Tally the lines in the records below that contain "prepare" and return only the result.

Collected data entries
+===+
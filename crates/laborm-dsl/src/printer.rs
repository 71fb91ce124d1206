use laborm_core::types::{
    ColumnDefinition, EngineOptions, ModelDefinition, Relationship, SchemaDocument, Token,
    TokenKind,
};

/// Print a schema document to DSL text.
///
/// The engine block comes first, then every model separated by blank lines,
/// with 4-space indentation. Parsing the output yields a document with the
/// same shape.
pub fn print(doc: &SchemaDocument) -> String {
    let mut output = String::new();
    if let Some(engine) = &doc.engine {
        print_engine(engine, &mut output);
    }
    for (i, model) in doc.models.iter().enumerate() {
        if i > 0 || doc.engine.is_some() {
            output.push('\n');
        }
        print_model(model, &mut output);
    }
    output
}

/// Print a single model block.
pub fn print_model_block(model: &ModelDefinition) -> String {
    let mut output = String::new();
    print_model(model, &mut output);
    output
}

fn print_engine(engine: &EngineOptions, output: &mut String) {
    output.push_str("@engine ");
    output.push_str(&engine.driver_name.text);
    output.push_str(" {\n");
    for (name, value) in &engine.options {
        output.push_str("    ");
        output.push_str(name);
        output.push_str(": ");
        print_token(value, output);
        output.push('\n');
    }
    output.push_str("}\n");
}

fn print_model(model: &ModelDefinition, output: &mut String) {
    output.push_str("model ");
    output.push_str(model.name());
    output.push_str(" {\n");
    for column in &model.columns {
        output.push_str("    ");
        print_column(column, output);
        output.push('\n');
    }
    output.push_str("}\n");
}

fn print_column(column: &ColumnDefinition, output: &mut String) {
    output.push_str(column.name());
    output.push(' ');
    output.push_str(&column.type_name.text);

    match &column.relationship {
        Some(Relationship::Array { .. }) => output.push_str("[]"),
        Some(Relationship::Field {
            local_field,
            remote_field,
            ..
        }) => {
            output.push_str(&format!(
                " @relation({}, {})",
                local_field.text, remote_field.text
            ));
        }
        None => {}
    }

    if column.nullable {
        output.push_str(" nullable");
    }
    if column.primary_key {
        output.push_str(" primary");
    }
    if column.auto_increment {
        output.push_str(" autoincrement");
    }
    if let Some(value) = &column.default_value {
        output.push_str(" default ");
        print_token(value, output);
    }
}

fn print_token(token: &Token, output: &mut String) {
    if token.kind != TokenKind::String {
        output.push_str(&token.text);
        return;
    }
    let quote = ['"', '\'', '`']
        .into_iter()
        .find(|q| !contains_unescaped(&token.text, *q))
        .unwrap_or('"');
    output.push(quote);
    output.push_str(&token.text);
    output.push(quote);
}

/// Returns true if `quote` appears in `text` without a preceding backslash.
fn contains_unescaped(text: &str, quote: char) -> bool {
    let mut chars = text.chars();
    while let Some(c) = chars.next() {
        if c == '\\' {
            chars.next();
        } else if c == quote {
            return true;
        }
    }
    false
}
//! SQLite implementation of `SchemaDriver`.
//!
//! This is the I/O boundary: all database communication happens here.
//! Statement text comes from `codegen`.

use std::path::Path;

use laborm_core::engine::{EngineDescriptor, OptionSpec};
use laborm_core::types::{ColumnDefinition, ModelDefinition, Relationship, SchemaDocument, TokenKind};
use laborm_driver::naming::{
    owned_relation_table, resolve_relation_table, temp_column_name, SNAPSHOT_KEY,
};
use laborm_driver::{ConnectOptions, DriverError, SchemaDriver};
use parking_lot::Mutex;
use rusqlite::{params, Connection, OptionalExtension};
use tracing::{debug, info};

use crate::codegen;

/// The `sqlite3` engine requires a `file` option, relative to the run folder.
pub const SQLITE3: EngineDescriptor = EngineDescriptor {
    name: "sqlite3",
    options: &[OptionSpec::required("file", TokenKind::String)],
};

/// SQLite driver.
///
/// Wraps a single `rusqlite::Connection`. Calls are serialized through a mutex.
pub struct SqliteDriver {
    conn: Mutex<Connection>,
}

impl std::fmt::Debug for SqliteDriver {
    fn fmt(&self, f: &mut std::fmt::Formatter<'_>) -> std::fmt::Result {
        f.debug_struct("SqliteDriver").finish_non_exhaustive()
    }
}

impl SqliteDriver {
    /// Open (or create) a database file and make sure the snapshot table exists.
    pub fn open(path: &Path) -> Result<Self, DriverError> {
        if let Some(parent) = path.parent().filter(|p| !p.as_os_str().is_empty()) {
            std::fs::create_dir_all(parent).map_err(|e| DriverError::ConnectionError {
                message: format!("cannot create '{}': {e}", parent.display()),
            })?;
        }
        let conn = Connection::open(path).map_err(|e| DriverError::ConnectionError {
            message: format!("cannot open '{}': {e}", path.display()),
        })?;
        info!(path = %path.display(), "opened sqlite database");
        Self::init(conn)
    }

    /// Open a private in-memory database, for tests and dry runs.
    pub fn open_in_memory() -> Result<Self, DriverError> {
        let conn = Connection::open_in_memory().map_err(|e| DriverError::ConnectionError {
            message: e.to_string(),
        })?;
        Self::init(conn)
    }

    /// Registry entry point: resolves the `file` option against the folder.
    pub fn connect(options: &ConnectOptions<'_>) -> Result<Self, DriverError> {
        let file = options
            .option_text("file")
            .ok_or_else(|| DriverError::ConnectionError {
                message: "engine option 'file' is required".to_string(),
            })?;
        Self::open(&options.folder.join(file))
    }

    fn init(conn: Connection) -> Result<Self, DriverError> {
        let driver = Self {
            conn: Mutex::new(conn),
        };
        driver.execute(&codegen::create_key_value_table_sql())?;
        Ok(driver)
    }

    fn execute(&self, sql: &str) -> Result<(), DriverError> {
        debug!(sql, "executing");
        self.conn
            .lock()
            .execute_batch(sql)
            .map_err(|e| DriverError::QueryError {
                statement: sql.to_string(),
                message: e.to_string(),
            })
    }

    fn table_exists(&self, table: &str) -> Result<bool, DriverError> {
        let sql = "SELECT COUNT(*) FROM sqlite_master WHERE type = 'table' AND name = ?1 COLLATE NOCASE";
        let count: i64 = self
            .conn
            .lock()
            .query_row(sql, params![table], |row| row.get(0))
            .map_err(|e| DriverError::QueryError {
                statement: sql.to_string(),
                message: e.to_string(),
            })?;
        Ok(count > 0)
    }

    /// Names of all user tables, including relation and snapshot tables.
    pub fn table_names(&self) -> Result<Vec<String>, DriverError> {
        let sql = "SELECT name FROM sqlite_master WHERE type = 'table' AND name NOT LIKE 'sqlite_%' ORDER BY name";
        let conn = self.conn.lock();
        let query_error = |e: rusqlite::Error| DriverError::QueryError {
            statement: sql.to_string(),
            message: e.to_string(),
        };
        let mut stmt = conn.prepare(sql).map_err(query_error)?;
        let names = stmt
            .query_map([], |row| row.get::<_, String>(0))
            .map_err(query_error)?
            .collect::<Result<Vec<_>, _>>()
            .map_err(query_error)?;
        Ok(names)
    }

    /// Column names of `table`, in physical order.
    pub fn column_names(&self, table: &str) -> Result<Vec<String>, DriverError> {
        let sql = format!("PRAGMA table_info({})", codegen::quote_ident(table));
        let conn = self.conn.lock();
        let query_error = |e: rusqlite::Error| DriverError::QueryError {
            statement: sql.clone(),
            message: e.to_string(),
        };
        let mut stmt = conn.prepare(&sql).map_err(query_error)?;
        let names = stmt
            .query_map([], |row| row.get::<_, String>(1))
            .map_err(query_error)?
            .collect::<Result<Vec<_>, _>>()
            .map_err(query_error)?;
        Ok(names)
    }

    fn reject_primary_key(operation: &str, column: &ColumnDefinition) -> Result<(), DriverError> {
        if column.primary_key {
            return Err(DriverError::Unsupported {
                operation: format!("{operation} {}.{}", column.owner_model_name, column.name()),
                reason: "sqlite cannot alter a primary key column in place".to_string(),
            });
        }
        Ok(())
    }
}

impl SchemaDriver for SqliteDriver {
    async fn load_schema(&self) -> Result<Option<SchemaDocument>, DriverError> {
        let sql = codegen::select_key_value_sql();
        let json: Option<String> = self
            .conn
            .lock()
            .query_row(&sql, params![SNAPSHOT_KEY], |row| row.get(0))
            .optional()
            .map_err(|e| DriverError::QueryError {
                statement: sql.clone(),
                message: e.to_string(),
            })?;

        match json {
            Some(json) => Ok(Some(SchemaDocument::from_json(&json)?)),
            None => Ok(None),
        }
    }

    async fn store_schema(&self, schema: &SchemaDocument) -> Result<(), DriverError> {
        let json = schema.to_json()?;
        let sql = codegen::upsert_key_value_sql();
        self.conn
            .lock()
            .execute(&sql, params![SNAPSHOT_KEY, json])
            .map_err(|e| DriverError::QueryError {
                statement: sql.clone(),
                message: e.to_string(),
            })?;
        Ok(())
    }

    async fn create_table(
        &self,
        schema: &SchemaDocument,
        model: &ModelDefinition,
    ) -> Result<(), DriverError> {
        if self.table_exists(model.name())? {
            return Err(DriverError::TableExists {
                table: model.name().to_string(),
            });
        }
        self.execute(&codegen::create_table_sql(model))?;
        for column in model.owned_relations() {
            if let Some(relation) = resolve_relation_table(schema, column)? {
                self.execute(&codegen::create_relation_table_sql(&relation))?;
            }
        }
        Ok(())
    }

    async fn add_column(
        &self,
        schema: &SchemaDocument,
        column: &ColumnDefinition,
    ) -> Result<(), DriverError> {
        if let Some(relation) = resolve_relation_table(schema, column)? {
            return self.execute(&codegen::create_relation_table_sql(&relation));
        }
        if matches!(column.relationship, Some(Relationship::Array { .. })) {
            return Ok(());
        }
        Self::reject_primary_key("add column", column)?;
        self.execute(&codegen::add_column_sql(
            &column.owner_model_name,
            column,
            false,
        ))
    }

    async fn update_column(
        &self,
        _schema: &SchemaDocument,
        column: &ColumnDefinition,
    ) -> Result<(), DriverError> {
        if column.relationship.is_some() {
            return Ok(());
        }
        Self::reject_primary_key("update column", column)?;
        let temp = temp_column_name(column.name());
        for sql in codegen::update_column_sql(&column.owner_model_name, column, &temp) {
            self.execute(&sql)?;
        }
        Ok(())
    }

    async fn drop_column(
        &self,
        _schema: &SchemaDocument,
        column: &ColumnDefinition,
    ) -> Result<(), DriverError> {
        if let Some(table) = owned_relation_table(column) {
            return self.execute(&codegen::drop_table_if_exists_sql(&table));
        }
        if column.relationship.is_some() {
            return Ok(());
        }
        self.execute(&codegen::drop_column_sql(
            &column.owner_model_name,
            column.name(),
        ))
    }

    async fn drop_table(
        &self,
        _schema: &SchemaDocument,
        model: &ModelDefinition,
    ) -> Result<(), DriverError> {
        if !self.table_exists(model.name())? {
            return Err(DriverError::TableNotFound {
                table: model.name().to_string(),
            });
        }
        self.execute(&codegen::drop_table_sql(model.name()))?;
        for column in model.owned_relations() {
            if let Some(table) = owned_relation_table(column) {
                self.execute(&codegen::drop_table_if_exists_sql(&table))?;
            }
        }
        Ok(())
    }
}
+===+
■ Task solution ■
2